Pricing Flashcards
What is the role of pricing in marketing?
Pricing is how marketing takes value back from the consumer, unlike other marketing activities which are seen as expenses.
Why is pricing considered complicated?
Pricing has long-term effects on brand image, competitive positioning, and customer loyalty, drawing on various marketing knowledge.
How does supply and demand affect pricing?
As prices increase, demand generally falls, but higher prices can lead to better margins and profitability.
What is price elasticity of demand?
Price elasticity of demand measures how sensitive demand is to changes in price, influenced by substitutes, necessity, and brand loyalty.
What factors influence customer perceptions of value?
Value is subjective and can vary based on rarity, customization, brand prestige, or customer service.

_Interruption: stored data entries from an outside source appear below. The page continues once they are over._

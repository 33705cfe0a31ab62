use std::path::{Path, PathBuf};

use figment::providers::{Env, Format, Serialized, Yaml};
use figment::Figment;
use serde::Serialize;

pub use crate::domain::errors::ConfigError;
use crate::domain::models::RunConfig;

/// Prefix of environment overrides, e.g. `PBGOV_THRESHOLDS__MAX_DIFF_BPCOMP=0.1`
pub const ENV_PREFIX: &str = "PBGOV_";

/// Processes per chain changed to fit a Slurm allocation
#[derive(Debug, Clone, Copy, PartialEq, Eq)]
pub struct SlurmFit {
    /// `SLURM_NTASKS`
    pub ntasks: usize,
    /// Processes per chain before fitting
    pub requested: usize,
    pub processes: usize,
}

/// Configuration loader with hierarchical merging
///
/// Precedence (lowest to highest):
/// 1. Programmatic defaults (Serialized)
/// 2. YAML file given with `--config` (optional)
/// 3. Environment variables (`PBGOV_*`, nested with `__`)
/// 4. Command-line overrides
///
/// After merging, the process count is fitted to a Slurm allocation when
/// `SLURM_NTASKS` is set, and the result is validated.
pub struct ConfigLoader {
    file: Option<PathBuf>,
    overrides: Figment,
}

impl Default for ConfigLoader {
    fn default() -> Self {
        Self::new()
    }
}

impl ConfigLoader {
    pub fn new() -> Self {
        Self {
            file: None,
            overrides: Figment::new(),
        }
    }

    /// Merge a YAML file above the defaults.
    #[must_use]
    pub fn with_file(mut self, path: impl AsRef<Path>) -> Self {
        self.file = Some(path.as_ref().to_path_buf());
        self
    }

    /// Override one key (dotted for nested keys, e.g. `samples.min_sample_size`).
    #[must_use]
    pub fn set<T: Serialize>(mut self, key: &str, value: T) -> Self {
        self.overrides = self.overrides.merge(Serialized::default(key, value));
        self
    }

    /// Override `key` only when a value was given.
    #[must_use]
    pub fn set_opt<T: Serialize>(self, key: &str, value: Option<T>) -> Self {
        match value {
            Some(value) => self.set(key, value),
            None => self,
        }
    }

    /// The merged provider stack, before extraction.
    pub fn figment(&self) -> Figment {
        let mut figment = Figment::new().merge(Serialized::defaults(RunConfig::default()));

        if let Some(path) = &self.file {
            figment = figment.merge(Yaml::file(path));
        }

        figment
            .merge(Env::prefixed(ENV_PREFIX).split("__"))
            .merge(self.overrides.clone())
    }

    /// Load, fit to the Slurm allocation, and validate.
    pub fn load(&self) -> Result<RunConfig, ConfigError> {
        self.load_with_fit().map(|(config, _)| config)
    }

    /// Like [`ConfigLoader::load`], also returning the Slurm adjustment made,
    /// so it can be logged once logging is up.
    pub fn load_with_fit(&self) -> Result<(RunConfig, Option<SlurmFit>), ConfigError> {
        if let Some(path) = &self.file {
            if !path.exists() {
                return Err(ConfigError::Load(format!(
                    "config file {} does not exist",
                    path.display()
                )));
            }
        }

        let mut config: RunConfig = self
            .figment()
            .extract()
            .map_err(|err| ConfigError::Load(err.to_string()))?;

        let mut fit = None;
        if let Some(ntasks) = slurm_ntasks() {
            let processes = fit_processes(ntasks, config.chains);
            if processes != config.processes {
                fit = Some(SlurmFit {
                    ntasks,
                    requested: config.processes,
                    processes,
                });
                config.processes = processes;
            }
        }

        Self::validate(&config)?;
        Ok((config, fit))
    }

    /// Validate configuration after loading
    pub fn validate(config: &RunConfig) -> Result<(), ConfigError> {
        config.validate()
    }
}

fn slurm_ntasks() -> Option<usize> {
    std::env::var("SLURM_NTASKS").ok()?.trim().parse().ok()
}

/// Ranks per chain so that all chains together fit in `ntasks` (at least one).
pub const fn fit_processes(ntasks: usize, chains: usize) -> usize {
    let chains = if chains == 0 { 1 } else { chains };
    let processes = ntasks / chains;
    if processes == 0 {
        1
    } else {
        processes
    }
}

#[cfg(test)]
mod tests {
    use super::*;
    use crate::domain::models::{ExecutionStrategy, RestartPolicy};
    use std::io::Write;
    use tempfile::NamedTempFile;

    const CLEAN_ENV: [(&str, Option<&str>); 4] = [
        ("SLURM_NTASKS", None),
        ("PBGOV_INPUT", None),
        ("PBGOV_CHAINS", None),
        ("PBGOV_THRESHOLDS__MAX_DIFF_BPCOMP", None),
    ];

    #[test]
    fn test_defaults_need_an_input() {
        temp_env::with_vars(CLEAN_ENV, || {
            let result = ConfigLoader::new().load();
            assert!(matches!(result, Err(ConfigError::MissingInput)));
        });
    }

    #[test]
    fn test_cli_overrides_win() {
        temp_env::with_vars(CLEAN_ENV, || {
            let config = ConfigLoader::new()
                .set("input", "data/aln.phy")
                .set("chains", 3)
                .set("samples.min_sample_size", 100)
                .set_opt::<u64>("samples.max_sample_size", None)
                .load()
                .unwrap();

            assert_eq!(config.input, PathBuf::from("data/aln.phy"));
            assert_eq!(config.chains, 3);
            assert_eq!(config.samples.min_sample_size, 100);
            assert_eq!(config.samples.max_sample_size, 100_000);
        });
    }

    #[test]
    fn test_hierarchical_merging() {
        let mut file = NamedTempFile::new().unwrap();
        writeln!(
            file,
            "input: from_file.phy\nchains: 4\nthresholds:\n  max_diff_bpcomp: 0.1\nlauncher:\n  strategy: mpirun\nrestart:\n  mode: on_failure\n  max_restarts: 2"
        )
        .unwrap();
        file.flush().unwrap();

        temp_env::with_vars(
            [
                ("SLURM_NTASKS", None),
                ("PBGOV_INPUT", None),
                ("PBGOV_CHAINS", Some("6")),
                ("PBGOV_THRESHOLDS__MAX_DIFF_BPCOMP", None),
            ],
            || {
                let config = ConfigLoader::new()
                    .with_file(file.path())
                    .set("input", "from_cli.phy")
                    .load()
                    .unwrap();

                assert_eq!(config.input, PathBuf::from("from_cli.phy"), "CLI should win");
                assert_eq!(config.chains, 6, "Environment should beat the file");
                assert!((config.thresholds.max_diff_bpcomp - 0.1).abs() < f64::EPSILON);
                assert!(
                    (config.thresholds.effective_size_tracecomp - 50.0).abs() < f64::EPSILON,
                    "Defaults should persist when not overridden"
                );
                assert_eq!(config.launcher.strategy, ExecutionStrategy::Mpirun);
                assert_eq!(config.restart, RestartPolicy::OnFailure { max_restarts: 2 });
            },
        );
    }

    #[test]
    fn test_env_override_of_nested_key() {
        temp_env::with_vars(
            [
                ("SLURM_NTASKS", None),
                ("PBGOV_INPUT", Some("aln.phy")),
                ("PBGOV_CHAINS", None),
                ("PBGOV_THRESHOLDS__MAX_DIFF_BPCOMP", Some("0.05")),
            ],
            || {
                let config = ConfigLoader::new().load().unwrap();
                assert!((config.thresholds.max_diff_bpcomp - 0.05).abs() < f64::EPSILON);
            },
        );
    }

    #[test]
    fn test_slurm_allocation_sets_processes() {
        temp_env::with_vars(
            [
                ("SLURM_NTASKS", Some("16")),
                ("PBGOV_INPUT", None),
                ("PBGOV_CHAINS", None),
                ("PBGOV_THRESHOLDS__MAX_DIFF_BPCOMP", None),
            ],
            || {
                let (config, fit) = ConfigLoader::new()
                    .set("input", "aln.phy")
                    .set("chains", 2)
                    .set("processes", 1)
                    .load_with_fit()
                    .unwrap();
                assert_eq!(config.processes, 8);
                assert_eq!(
                    fit,
                    Some(SlurmFit {
                        ntasks: 16,
                        requested: 1,
                        processes: 8,
                    })
                );

                let (_, fit) = ConfigLoader::new()
                    .set("input", "aln.phy")
                    .set("chains", 2)
                    .set("processes", 8)
                    .load_with_fit()
                    .unwrap();
                assert_eq!(fit, None, "nothing to report when the count already fits");
            },
        );
    }

    #[test]
    fn test_fit_processes_never_zero() {
        assert_eq!(fit_processes(16, 2), 8);
        assert_eq!(fit_processes(5, 2), 2);
        assert_eq!(fit_processes(1, 4), 1);
        assert_eq!(fit_processes(8, 0), 8);
    }

    #[test]
    fn test_missing_file_is_an_error() {
        temp_env::with_vars(CLEAN_ENV, || {
            let result = ConfigLoader::new()
                .with_file("/nonexistent/pbgovernor.yaml")
                .set("input", "aln.phy")
                .load();
            assert!(matches!(result, Err(ConfigError::Load(_))));
        });
    }

    #[test]
    fn test_invalid_bounds_are_rejected() {
        temp_env::with_vars(CLEAN_ENV, || {
            let result = ConfigLoader::new()
                .set("input", "aln.phy")
                .set("samples.min_sample_size", 500)
                .set("samples.max_sample_size", 100)
                .load();
            assert!(matches!(
                result,
                Err(ConfigError::SampleBounds { min: 500, max: 100 })
            ));
        });
    }
}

What are reference prices?
Reference prices are price bands that customers consider appropriate or fair, influenced by brand loyalty and past experiences.
What is price bundling?
Price bundling involves combining multiple offerings into one discounted price to increase perceived value.
What are pricing cues?
Pricing cues, such as sale signs or odd number pricing, influence consumer perception and demand.
What are the four basic approaches to pricing?
The four approaches are cost, competitor, value, and demand-oriented pricing.
What is a cost-oriented pricing approach?
Cost-oriented pricing focuses on covering costs and setting a minimum price based on breakeven analysis.
What is a competitor-oriented pricing approach?
Competitor-oriented pricing sets prices relative to competitors, which can lead to price wars.
What is a demand-oriented pricing approach?
Demand-oriented pricing sets prices based on what customers are willing to pay, often used in services.
What is value-oriented pricing?
Value-oriented pricing sets prices based on buyers’ perceptions of product attributes rather than costs.
What are the four main pricing strategies?
The four strategies are premium pricing, penetration pricing, economy pricing, and price skimming.
What is premium pricing?
Premium pricing sets high prices to indicate distinctiveness, often used for luxury goods.